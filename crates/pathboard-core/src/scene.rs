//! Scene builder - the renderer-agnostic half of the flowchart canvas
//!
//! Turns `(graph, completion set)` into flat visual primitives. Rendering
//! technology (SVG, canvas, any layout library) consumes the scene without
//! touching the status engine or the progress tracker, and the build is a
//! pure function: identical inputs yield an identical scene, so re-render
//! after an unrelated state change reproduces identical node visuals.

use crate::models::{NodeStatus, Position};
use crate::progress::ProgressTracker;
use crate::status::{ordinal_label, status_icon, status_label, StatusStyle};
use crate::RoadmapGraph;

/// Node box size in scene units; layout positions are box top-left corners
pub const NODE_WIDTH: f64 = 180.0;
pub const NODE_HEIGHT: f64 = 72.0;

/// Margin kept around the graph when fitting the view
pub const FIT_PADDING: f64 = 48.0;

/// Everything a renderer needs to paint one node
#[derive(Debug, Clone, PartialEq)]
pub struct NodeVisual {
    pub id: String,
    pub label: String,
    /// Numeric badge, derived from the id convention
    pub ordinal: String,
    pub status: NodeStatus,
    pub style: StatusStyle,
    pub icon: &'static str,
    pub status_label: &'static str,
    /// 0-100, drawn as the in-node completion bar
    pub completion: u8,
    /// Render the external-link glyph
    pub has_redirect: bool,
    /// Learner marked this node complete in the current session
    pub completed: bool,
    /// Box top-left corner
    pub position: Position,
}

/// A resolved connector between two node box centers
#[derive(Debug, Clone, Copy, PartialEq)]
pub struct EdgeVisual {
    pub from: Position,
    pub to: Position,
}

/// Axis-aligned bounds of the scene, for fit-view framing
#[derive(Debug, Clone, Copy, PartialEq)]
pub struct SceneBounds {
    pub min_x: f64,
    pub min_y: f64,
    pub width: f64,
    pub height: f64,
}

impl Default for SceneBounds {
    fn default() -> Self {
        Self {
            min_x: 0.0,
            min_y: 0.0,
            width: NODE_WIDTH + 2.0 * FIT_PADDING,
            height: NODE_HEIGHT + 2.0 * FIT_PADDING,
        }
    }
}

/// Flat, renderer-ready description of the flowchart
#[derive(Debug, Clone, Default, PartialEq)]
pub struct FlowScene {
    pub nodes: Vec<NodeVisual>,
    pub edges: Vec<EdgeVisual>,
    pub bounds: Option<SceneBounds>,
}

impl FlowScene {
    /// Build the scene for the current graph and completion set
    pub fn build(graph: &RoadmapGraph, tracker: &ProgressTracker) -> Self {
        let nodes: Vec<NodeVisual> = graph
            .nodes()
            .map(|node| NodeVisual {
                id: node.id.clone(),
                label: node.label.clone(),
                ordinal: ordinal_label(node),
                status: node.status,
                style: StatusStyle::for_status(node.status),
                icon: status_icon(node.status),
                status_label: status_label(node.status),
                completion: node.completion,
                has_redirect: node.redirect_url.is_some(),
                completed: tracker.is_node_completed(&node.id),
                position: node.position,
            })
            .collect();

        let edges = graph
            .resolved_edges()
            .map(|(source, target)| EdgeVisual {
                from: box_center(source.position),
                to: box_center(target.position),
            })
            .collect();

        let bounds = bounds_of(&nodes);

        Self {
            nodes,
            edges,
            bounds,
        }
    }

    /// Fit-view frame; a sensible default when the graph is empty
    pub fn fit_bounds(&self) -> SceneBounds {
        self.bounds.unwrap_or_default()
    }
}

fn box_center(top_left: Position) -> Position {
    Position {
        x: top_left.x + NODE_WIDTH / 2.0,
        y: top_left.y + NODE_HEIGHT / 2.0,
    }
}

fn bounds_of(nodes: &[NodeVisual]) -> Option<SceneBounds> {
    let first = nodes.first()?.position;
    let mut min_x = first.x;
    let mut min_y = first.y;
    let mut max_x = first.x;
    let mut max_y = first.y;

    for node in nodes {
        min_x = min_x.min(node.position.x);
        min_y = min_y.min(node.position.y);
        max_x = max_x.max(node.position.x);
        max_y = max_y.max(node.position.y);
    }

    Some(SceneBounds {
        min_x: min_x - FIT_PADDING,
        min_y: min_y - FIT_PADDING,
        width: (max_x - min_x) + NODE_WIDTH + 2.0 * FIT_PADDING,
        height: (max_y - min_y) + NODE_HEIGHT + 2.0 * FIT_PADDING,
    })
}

==============================

When you answer, retype all of the material exactly as it appears above.

filename crates/pathboard-core/src/scene.rs
//! Scene builder - the renderer-agnostic half of the flowchart canvas
//!
//! Turns `(graph, completion set)` into flat visual primitives. Rendering
//! technology (SVG, canvas, any layout library) consumes the scene without
//! touching the status engine or the progress tracker, and the build is a
//! pure function: identical inputs yield an identical scene, so re-render
//! after an unrelated state change reproduces identical node visuals.

use crate::models::{NodeStatus, Position};
use crate::progress::ProgressTracker;
use crate::status::{ordinal_label, status_icon, status_label, StatusStyle};
use crate::RoadmapGraph;

/// Node box size in scene units; layout positions are box top-left corners
pub const NODE_WIDTH: f64 = 180.0;
pub const NODE_HEIGHT: f64 = 72.0;

/// Margin kept around the graph when fitting the view
pub const FIT_PADDING: f64 = 48.0;

/// Everything a renderer needs to paint one node
#[derive(Debug, Clone, PartialEq)]
pub struct NodeVisual {
    pub id: String,
    pub label: String,
    /// Numeric badge, derived from the id convention
    pub ordinal: String,
    pub status: NodeStatus,
    pub style: StatusStyle,
    pub icon: &'static str,
    pub status_label: &'static str,
    /// 0-100, drawn as the in-node completion bar
    pub completion: u8,
    /// Render the external-link glyph
    pub has_redirect: bool,
    /// Learner marked this node complete in the current session
    pub completed: bool,
    /// Box top-left corner
    pub position: Position,
}

/// A resolved connector between two node box centers
#[derive(Debug, Clone, Copy, PartialEq)]
pub struct EdgeVisual {
    pub from: Position,
    pub to: Position,
}

/// Axis-aligned bounds of the scene, for fit-view framing
#[derive(Debug, Clone, Copy, PartialEq)]
pub struct SceneBounds {
    pub min_x: f64,
    pub min_y: f64,
    pub width: f64,
    pub height: f64,
}

impl Default for SceneBounds {
    fn default() -> Self {
        Self {
            min_x: 0.0,
            min_y: 0.0,
            width: NODE_WIDTH + 2.0 * FIT_PADDING,
            height: NODE_HEIGHT + 2.0 * FIT_PADDING,
        }
    }
}

/// Flat, renderer-ready description of the flowchart
#[derive(Debug, Clone, Default, PartialEq)]
pub struct FlowScene {
    pub nodes: Vec<NodeVisual>,
    pub edges: Vec<EdgeVisual>,
    pub bounds: Option<SceneBounds>,
}

impl FlowScene {
    /// Build the scene for the current graph and completion set
    pub fn build(graph: &RoadmapGraph, tracker: &ProgressTracker) -> Self {
        let nodes: Vec<NodeVisual> = graph
            .nodes()
            .map(|node| NodeVisual {
                id: node.id.clone(),
                label: node.label.clone(),
                ordinal: ordinal_label(node),
                status: node.status,
                style: StatusStyle::for_status(node.status),
                icon: status_icon(node.status),
                status_label: status_label(node.status),
                completion: node.completion,
                has_redirect: node.redirect_url.is_some(),
                completed: tracker.is_node_completed(&node.id),
                position: node.position,
            })
            .collect();

        let edges = graph
            .resolved_edges()
            .map(|(source, target)| EdgeVisual {
                from: box_center(source.position),
                to: box_center(target.position),
            })
            .collect();

        let bounds = bounds_of(&nodes);

        Self {
            nodes,
            edges,
            bounds,
        }
    }

    /// Fit-view frame; a sensible default when the graph is empty
    pub fn fit_bounds(&self) -> SceneBounds {
        self.bounds.unwrap_or_default()
    }
}

fn box_center(top_left: Position) -> Position {
    Position {
        x: top_left.x + NODE_WIDTH / 2.0,
        y: top_left.y + NODE_HEIGHT / 2.0,
    }
}

fn bounds_of(nodes: &[NodeVisual]) -> Option<SceneBounds> {
    let first = nodes.first()?.position;
    let mut min_x = first.x;
    let mut min_y = first.y;
    let mut max_x = first.x;
    let mut max_y = first.y;

    for node in nodes {
        min_x = min_x.min(node.position.x);
        min_y = min_y.min(node.position.y);
        max_x = max_x.max(node.position.x);
        max_y = max_y.max(node.position.y);
    }

    Some(SceneBounds {
        min_x: min_x - FIT_PADDING,
        min_y: min_y - FIT_PADDING,
        width: (max_x - min_x) + NODE_WIDTH + 2.0 * FIT_PADDING,
        height: (max_y - min_y) + NODE_HEIGHT + 2.0 * FIT_PADDING,
    })
}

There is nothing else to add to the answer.